Pausenphysik vom 01.10.2015

Energiekonzept „Willingen”

Das Team für die Pausenphysik der 10b mit dem Modell „Willingen”

In der ersten Pausenphysik im Schuljahr 2015/16 wurde die Projektarbeit der ehemaligen Klasse 9b vorgestellt. Die Schüler hatten im letzten Schuljahr im Profilunterricht Physik ein ganzes Energiekonzept für die fiktive Stadt „Willingen“ ausgearbeitet. Dazu hatten sie sich im ersten Halbjahr 14/15 in zwei Gruppen aufgeteilt und unabhängig voneinander zwei Konzepte erarbeitet. Die zu verwendenden Werte wurden aus realen Daten des Energieversorgers N-ERGIE übernommen und an den Landkreis Neumarkt angepasst.
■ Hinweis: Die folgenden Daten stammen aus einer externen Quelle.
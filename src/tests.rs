use core::ptr::NonNull;

use rand::rngs::StdRng;
use rand::{Rng, SeedableRng};

use crate::{AllocError, MemorySpan, PoolError, MIN_BLOCK_BYTES, MIN_POOL_BYTES, UNIT};

/// Leaks a word-aligned buffer of at least `bytes` bytes.
fn span(bytes: usize) -> MemorySpan {
    let words = (bytes + UNIT - 1) / UNIT;
    let mem = vec![0usize; words].into_boxed_slice();
    let ptr = NonNull::new(Box::into_raw(mem) as *mut u8).unwrap();

    unsafe { MemorySpan::new(ptr, words * UNIT) }
}

fn paint(p: NonNull<u8>, len: usize, tag: u8) {
    unsafe { core::ptr::write_bytes(p.as_ptr(), tag, len) }
}

fn check(p: NonNull<u8>, len: usize, tag: u8) {
    let bytes = unsafe { core::slice::from_raw_parts(p.as_ptr(), len) };
    assert!(
        bytes.iter().all(|&b| b == tag),
        "payload at {:p} lost its contents",
        p
    );
}

fn assert_no_overlap(live: &[(NonNull<u8>, usize, u8)]) {
    let mut ranges: Vec<(usize, usize)> = live
        .iter()
        .map(|&(p, len, _)| (p.as_ptr() as usize, len))
        .collect();
    ranges.sort();

    for pair in ranges.windows(2) {
        assert!(
            pair[0].0 + pair[0].1 <= pair[1].0,
            "allocations overlap: {:?}",
            pair
        );
    }
}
Für die Energieversorgung von „Willingen“ galt dabei stets das Prinzip der Waage: „Zu jedem Zeitpunkt müssen sich erzeugte und verbrauchte Leistung im Stromnetz die Waage halten! Ansonsten wird das Netz instabil!“

Zum Ende des ersten Halbjahres wurden die Ergebnisse der beiden Gruppen verglichen und es wurde sich auf ein Konzept geeinigt. Im zweiten Halbjahr kam es dann zur praktischen Arbeit. Wieder teilten die Schüler sich in Gruppen auf, einmal die Löt- und Programmiergruppe und zum anderen die Gestaltungsgruppe, sowie die jeweiligen Dokumentationsteams. Denn jetzt sollten die Verbraucher und Erzeuger „Willingens“ in einem Modell veranschaulicht werden. In der Gestaltungsgruppe wurde zuerst eine Skizze des Modells angefertigt. Danach wurde darüber beraten, welche Materialien für die jeweiligen Bauten verwendet werden sollten. Und schlussendlich wurden die Erzeuger, Verbraucher und Landschaftselemente gebastelt. In der Programmier- bzw. Lötgruppe wurde getrennt gearbeitet. Die Programmierer erstellten ein Programm für die LED-Lampen, die am fertigen Modell angebracht werden sollten, um den Verbrauch und die Erzeugung darzustellen. Die Löter erstellten zunächst einen Schaltplan. Im nächsten Schritt maßen sie die Kabel ab, um schließlich alles an der Rückseite des Modells, das an einer Platte befestigt war, festzulöten. Das Dokumentationsteam erstellte für jede Stunde ein Protokoll, machte Fotos und filmte. Und tatsächlich schaffte es die diesjährige 10b, das anspruchsvolle Projekt noch im Schuljahr 14/15 fertigzustellen und in der ersten Pausenphysik des nächsten Schuljahres zu präsentieren.